What rule would you, as the shooter, state for the reason of your appeal for the presumably incorrectly applied FTSA penalty?

The rule would be quoted by the RO and recorded as 9.5.7. The arbitration request would be to challenge the penalty assessed under rule 9.5.7 because you did engage the target (in reality, this wouldn't go to arbitration and would be resolved by RM under 9.6.6).

 

RO would have to specify how he determined the FTSA. If he says "I watched the competitor and he didn't fire any shots in that direction," then he wins. If he says "I didn't see the infraction, but I looked at the timer" then you win because nothing matters (crossed out) if the RO cannot state the infraction. The procedure is described in 9.6 and you would be challenging the FTSA call using rule 9.6.4 at the moment the RO is scoring the target in question and giving you the procedural under 9.5.7. Further, 11.1.3 disallows any audio, video or photographic evidence and using timer with records audio would clearly fall into that category. However, even if there was no 11.1.3 (which is part of arbitration process and not necessarily directly addressing decisions under 9.6.6), it's still assumed that the RO will make calls based on what he sees. 

 

18 minutes ago, nasty618 said:

If you are on that squad and you clearly saw the shooter not engage the target, will you be OK with the FTSA not given?

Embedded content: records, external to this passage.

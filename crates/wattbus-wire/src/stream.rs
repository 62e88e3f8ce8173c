//! Streaming data ports
//!
//! Ports 16-31 carry packed sample data. Each streaming frame payload starts
//! with a 32-bit sample counter at the instrument's native rate, followed by
//! packed elements. The host extends the counter to 64 bits and repackages
//! runs of frames into stream-signal messages for broker publication.

use crate::frame::FrameError;
use bytes::{Buf, BufMut, BytesMut};
use wattbus_core::timemap::TimeMap;

/// Streaming signal identities
#[derive(Clone, Copy, Debug, PartialEq, Eq, Hash)]
pub enum FieldId {
    /// Raw ADC channel 0-3
    RawAdc(u8),
    /// Active current range code
    CurrentRange,
    Current,
    Voltage,
    Power,
    /// General-purpose input 0-3
    Gpi(u8),
    /// GPI 7, the external trigger
    Trigger,
    Uart0,
    /// Instrument-computed statistics blocks
    SensorStats,
}

impl FieldId {
    /// Stable wire code for the stream-signal header.
    pub fn code(&self) -> u8 {
        match self {
            FieldId::RawAdc(n) => *n,
            FieldId::CurrentRange => 4,
            FieldId::Current => 5,
            FieldId::Voltage => 6,
            FieldId::Power => 7,
            FieldId::Gpi(n) => 8 + *n,
            FieldId::Trigger => 12,
            FieldId::Uart0 => 13,
            FieldId::SensorStats => 14,
        }
    }

    /// Reconstruct from the wire code.
    pub fn from_code(code: u8) -> Option<Self> {
        Some(match code {
            0..=3 => FieldId::RawAdc(code),
            4 => FieldId::CurrentRange,
            5 => FieldId::Current,
            6 => FieldId::Voltage,
            7 => FieldId::Power,
            8..=11 => FieldId::Gpi(code - 8),
            12 => FieldId::Trigger,
            13 => FieldId::Uart0,
            14 => FieldId::SensorStats,
            _ => return None,
        })
    }

    /// The broker signal name under `s/<signal>`.
    pub fn signal_name(&self) -> String {
        match self {
            FieldId::RawAdc(n) => format!("adc{n}"),
            FieldId::CurrentRange => "irange".into(),
            FieldId::Current => "i".into(),
            FieldId::Voltage => "v".into(),
            FieldId::Power => "p".into(),
            FieldId::Gpi(n) => format!("gpi{n}"),
            FieldId::Trigger => "trigger".into(),
            FieldId::Uart0 => "uart0".into(),
            FieldId::SensorStats => "sstats".into(),
        }
    }
}

/// Packed element representation
#[derive(Clone, Copy, Debug, PartialEq, Eq)]
#[repr(u8)]
pub enum ElementType {
    Uint = 0,
    Int = 1,
    Float = 2,
}

impl TryFrom<u8> for ElementType {
    type Error = FrameError;

    fn try_from(value: u8) -> Result<Self, FrameError> {
        match value {
            0 => Ok(ElementType::Uint),
            1 => Ok(ElementType::Int),
            2 => Ok(ElementType::Float),
            _ => Err(FrameError::Malformed { port_id: 0xFF }),
        }
    }
}

/// Fixed per-port element layout
#[derive(Clone, Copy, Debug, PartialEq, Eq)]
pub struct FieldInfo {
    pub field: FieldId,
    pub element: ElementType,
    pub bits: u8,
    /// Smallest decimation the instrument will emit for this field
    pub decimate_min: u32,
}

/// The streaming field table: port id 16+i to layout.
pub fn field_for_port(port_id: u8) -> Option<FieldInfo> {
    let index = port_id.checked_sub(crate::port::STREAM_BASE)?;
    let info = match index {
        0..=3 => FieldInfo {
            field: FieldId::RawAdc(index),
            element: ElementType::Int,
            bits: 16,
            decimate_min: 1,
        },
        4 => FieldInfo {
            field: FieldId::CurrentRange,
            element: ElementType::Uint,
            bits: 4,
            decimate_min: 1,
        },
        5 => FieldInfo {
            field: FieldId::Current,
            element: ElementType::Float,
            bits: 32,
            decimate_min: 2,
        },
        6 => FieldInfo {
            field: FieldId::Voltage,
            element: ElementType::Float,
            bits: 32,
            decimate_min: 2,
        },
        7 => FieldInfo {
            field: FieldId::Power,
            element: ElementType::Float,
            bits: 32,
            decimate_min: 2,
        },
        8..=11 => FieldInfo {
            field: FieldId::Gpi(index - 8),
            element: ElementType::Uint,
            bits: 1,
            decimate_min: 1,
        },
        12 => FieldInfo {
            field: FieldId::Trigger,
            element: ElementType::Uint,
            bits: 1,
            decimate_min: 1,
        },
        13 => FieldInfo {
            field: FieldId::Uart0,
            element: ElementType::Uint,
            bits: 8,
            decimate_min: 1,
        },
        14 => FieldInfo {
            field: FieldId::SensorStats,
            element: ElementType::Uint,
            bits: 8,
            decimate_min: 1,
        },
        _ => return None,
    };
    Some(info)
}

/// The port carrying a field.
pub fn port_for_field(field: FieldId) -> u8 {
    crate::port::STREAM_BASE + field.code()
}

/// Extend a 32-bit wire sample counter to 64 bits against the last observed
/// id. Correct as long as no gap reaches 2^31 samples (about 17 minutes at
/// 2 Msps).
pub fn extend_sample_id(wire: u32, last: u64) -> u64 {
    let delta = wire.wrapping_sub(last as u32) as i32;
    last.wrapping_add(delta as i64 as u64)
}

/// One streaming frame payload: counter plus packed element bytes
#[derive(Clone, Debug, PartialEq, Eq)]
pub struct StreamFrame<'a> {
    /// 32-bit counter at the instrument's native rate
    pub sample_counter: u32,
    pub data: &'a [u8],
}

impl<'a> StreamFrame<'a> {
    /// Split a streaming frame payload into counter and data.
    pub fn parse(payload: &'a [u8], port_id: u8) -> Result<Self, FrameError> {
        if payload.len() < 4 {
            return Err(FrameError::Malformed { port_id });
        }
        Ok(Self {
            sample_counter: u32::from_le_bytes([payload[0], payload[1], payload[2], payload[3]]),
            data: &payload[4..],
        })
    }

    /// Encode into a streaming frame payload.
    pub fn encode(&self) -> Vec<u8> {
        let mut out = Vec::with_capacity(4 + self.data.len());
        out.extend_from_slice(&self.sample_counter.to_le_bytes());
        out.extend_from_slice(self.data);
        out
    }
}

/// Stream-signal message header preceding the sample data in a `!data`
/// publication payload
#[derive(Clone, Copy, Debug, PartialEq)]
pub struct SignalHeader {
    pub sample_id: u64,
    /// Instrument native rate in Hz
    pub sample_rate: u32,
    pub decimate_factor: u32,
    pub field_id: u8,
    /// Channel index for multi-instance fields
    pub index: u8,
    pub element_type: ElementType,
    pub element_size_bits: u8,
    pub element_count: u32,
    pub time_map: TimeMap,
}

/// Encoded size of a [`SignalHeader`]
pub const SIGNAL_HEADER_SIZE: usize = 48;

impl SignalHeader {
    /// Encode into the head of a publication payload.
    pub fn encode(&self, buf: &mut BytesMut) {
        buf.put_u64_le(self.sample_id);
        buf.put_u32_le(self.sample_rate);
        buf.put_u32_le(self.decimate_factor);
        buf.put_u8(self.field_id);
        buf.put_u8(self.index);
        buf.put_u8(self.element_type as u8);
        buf.put_u8(self.element_size_bits);
        buf.put_u32_le(self.element_count);
        buf.put_u64_le(self.time_map.offset_counter);
        buf.put_i64_le(self.time_map.offset_time);
        buf.put_f64_le(self.time_map.counter_rate);
    }

    /// Decode from the head of a publication payload.
    pub fn decode(payload: &[u8]) -> Result<Self, FrameError> {
        let malformed = || FrameError::Malformed { port_id: 0xFF };
        if payload.len() < SIGNAL_HEADER_SIZE {
            return Err(malformed());
        }
        let mut buf = payload;
        Ok(Self {
            sample_id: buf.get_u64_le(),
            sample_rate: buf.get_u32_le(),
            decimate_factor: buf.get_u32_le(),
            field_id: buf.get_u8(),
            index: buf.get_u8(),
            element_type: ElementType::try_from(buf.get_u8())?,
            element_size_bits: buf.get_u8(),
            element_count: buf.get_u32_le(),
            time_map: TimeMap {
                offset_counter: buf.get_u64_le(),
                offset_time: buf.get_i64_le(),
                counter_rate: buf.get_f64_le(),
            },
        })
    }
}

No, I wouldn't, but I cannot be the one to issue the penalty and the best I could do is raise the issue with the RO, CRO and RM. I don't think that there is a mechanism to deal with "corrupt range officials all the way to the top." 

 

In reality, if an RO misses a call and it's in good faith, there is little one can do. Sure anyone can point to a no-shoot that the RO didn't see or a hole in hard-cover that would make that Alpha a Mike, but beyond pointing it out there is no real remedy except to talk to the RM who would presumably replace such an official.